Stereotyping My Family

There are a number of videos and articles circulating about quarantine stereotypes. Although my favorite, by far, is the Dude Perfect version, each one often brings me a good laugh and makes me wonder how I would stereotype each member of my own family. This week’s post provides a perfect venue to explore this thinking.

Al, my husband, is The Coach. Before the kids have made it down the stairs from their rooms, he is already saying “What are you doing to get better today?” “Here is a workout that I printed out for you,” or “Cal, what time are we running?” This banter is followed by articles and tweets sent to us about keeping a positive mindset and continuing to work at your sports skills or lectures on the opportunities this unique time presents.

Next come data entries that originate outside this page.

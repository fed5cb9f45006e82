//! Sale Repository

use super::{BaseRepository, RepoResult};
use chrono::{DateTime, Utc};
use shared::models::Sale;
use sqlx::{SqliteConnection, SqlitePool};

const SALE_COLUMNS: &str =
    "id, product_id, quantity, unit_price, total_amount, cashier_id, payment_method, created_at";

#[derive(Clone)]
pub struct SaleRepository {
    base: BaseRepository,
}

impl SaleRepository {
    pub fn new(pool: SqlitePool) -> Self {
        Self {
            base: BaseRepository::new(pool),
        }
    }

    /// Insert a sale row inside a caller-owned transaction
    pub async fn insert(conn: &mut SqliteConnection, sale: &Sale) -> RepoResult<()> {
        sqlx::query(
            "INSERT INTO sales (id, product_id, quantity, unit_price, total_amount, cashier_id, payment_method, created_at) \
             VALUES (?, ?, ?, ?, ?, ?, ?, ?)",
        )
        .bind(&sale.id)
        .bind(sale.product_id)
        .bind(sale.quantity)
        .bind(sale.unit_price)
        .bind(sale.total_amount)
        .bind(sale.cashier_id)
        .bind(sale.payment_method)
        .bind(sale.created_at)
        .execute(conn)
        .await?;
        Ok(())
    }

    pub async fn find_by_id(&self, id: &str) -> RepoResult<Option<Sale>> {
        let sale =
            sqlx::query_as::<_, Sale>(&format!("SELECT {SALE_COLUMNS} FROM sales WHERE id = ?"))
                .bind(id)
                .fetch_optional(self.base.pool())
                .await?;
        Ok(sale)
    }

    /// Sales within an optional date range, newest first
    pub async fn find_all(
        &self,
        from: Option<DateTime<Utc>>,
        to: Option<DateTime<Utc>>,
        limit: i64,
    ) -> RepoResult<Vec<Sale>> {
        let sales = sqlx::query_as::<_, Sale>(&format!(
            "SELECT {SALE_COLUMNS} FROM sales \
             WHERE (?1 IS NULL OR created_at >= ?1) AND (?2 IS NULL OR created_at <= ?2) \
             ORDER BY created_at DESC LIMIT ?3"
        ))
        .bind(from)
        .bind(to)
        .bind(limit)
        .fetch_all(self.base.pool())
        .await?;
        Ok(sales)
    }
}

Calyn, my oldest daughter, is The Chef. It has become a part of my day to say, “Cal, what’s for dinner tonight?” She has dusted off the air fryer, the ice cream maker, and the waffle iron and perused all the cookbooks in the house. She recently started an Instagram account where she posts the meals and treats she has created.

Maura, my middle child, is The Binge Watcher. At my command, “Put this away or help with that,” I cringe when I hear in response, “I will, as soon as this episode of Dance Moms is over.” Abby Lee Miller’s voice has sadly become a familiar one in our house and my letting this happen might be my most embarrassing parent moment yet.

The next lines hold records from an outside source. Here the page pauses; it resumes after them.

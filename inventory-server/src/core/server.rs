//! Server Implementation
//!
//! HTTP server startup and graceful shutdown

use crate::api;
use crate::core::{Config, Result, ServerState};

/// HTTP Server
pub struct Server {
    config: Config,
    state: Option<ServerState>,
}

impl Server {
    pub fn new(config: Config) -> Self {
        Self {
            config,
            state: None,
        }
    }

    /// Create server with existing state (for sharing with tests/tools)
    pub fn with_state(config: Config, state: ServerState) -> Self {
        Self {
            config,
            state: Some(state),
        }
    }

    pub async fn run(&self) -> Result<()> {
        // Create application state if not provided
        let state = match &self.state {
            Some(s) => s.clone(),
            None => ServerState::initialize(&self.config).await?,
        };

        let app = api::build_router(state);

        let addr = std::net::SocketAddr::from(([0, 0, 0, 0], self.config.http_port));
        tracing::info!("Shelfstock inventory server listening on {}", addr);

        let listener = tokio::net::TcpListener::bind(addr).await?;

        let shutdown = async {
            let _ = tokio::signal::ctrl_c().await;
            tracing::info!("Shutting down...");
        };

        axum::serve(listener, app)
            .with_graceful_shutdown(shutdown)
            .await?;

        Ok(())
    }
}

Nolan, my youngest, has become quite The Business Man. He finishes his schoolwork in record time, convincing me that it is completed to the best of his ability and still maintains his 4.0 average. When I suggest other activities like maybe you can clean the fence outside or weed the flower garden, the response might be “How much will you pay me?” as he begins to try to negotiate. He has also begun a successful (for a 13 year old) YouTube channel and ebay account (yes, both parent supervised) where he sells his baseball cards in live shows or auctions and has created quite a following. He can often be heard from the basement making deals and telling his customers their total payments due. 

And then, there is me. I am going to ask my family for their suggestions too, however I might call myself The Outdoor Decorator. I have spent money on two things during this time- groceries and outdoor furniture. As one of my daughters pointed out, we have more chairs outside than people we would ever have over, especially while social distancing. It is my hope that if we continue this way of life over the summer, I will live comfortably in the fresh air and sunshine! I might even showcase my multiple outdoor seating areas in another post.

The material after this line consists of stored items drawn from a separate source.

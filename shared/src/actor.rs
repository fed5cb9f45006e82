//! Actor Identity
//!
//! The authenticated identity performing a mutating operation. Supplied by
//! the upstream authentication layer; the server only uses it for audit
//! attribution and never checks `role` itself.

use serde::{Deserialize, Serialize};

/// Authenticated actor `{id, role}` attached to mutating requests
#[derive(Debug, Clone, Serialize, Deserialize)]
pub struct Actor {
    pub id: i64,
    pub role: String,
}

impl Actor {
    pub fn new(id: i64, role: impl Into<String>) -> Self {
        Self {
            id,
            role: role.into(),
        }
    }
}
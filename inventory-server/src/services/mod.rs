//! Domain services
//!
//! - [`SaleRecorder`] - the transactional sale flow
//! - [`AlertEngine`] - advisory stock notifications
//! - [`StockService`] - administrative product/inventory mutations
//!
//! All services are constructed once at startup with the shared
//! [`DbService`](crate::db::DbService) (dependency injection; no global
//! handles) and are cheap to clone.

pub mod alert_engine;
pub mod error;
pub mod sale_recorder;
pub mod stock_service;

pub use alert_engine::AlertEngine;
pub use error::{ServiceError, ServiceResult};
pub use sale_recorder::SaleRecorder;
pub use stock_service::StockService;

I am grateful that my family has remained healthy and as a result, we can find joy in laughing with/at one another. So, that’s how I would stereotype my family in the current situation and I suggest you consider yours.

6 thoughts on “Stereotyping My Family

  1. Cool slice! Abby Lee Miller was familiar voice in this house at one time – and mine were younger than Maura now! Ha! It’s cool how a stereotype brings gives us a glimpse into who they are and how they are spending their time! Thanks for sharing!

    Liked by 1 person

  2. Love this slice. Isn’t it interesting how family members find their niches when they have the time and the where with all to pursue them? Sounds as though you all have a routine that works for you. In my little two-some I’m the chef too.

    Liked by 1 person

  3. I was not familiar with quarantine stereotypes before I read your piece! Interesting concept that I must check out now. You definitely have me thinking how I might “stereotype” my family members – and myself.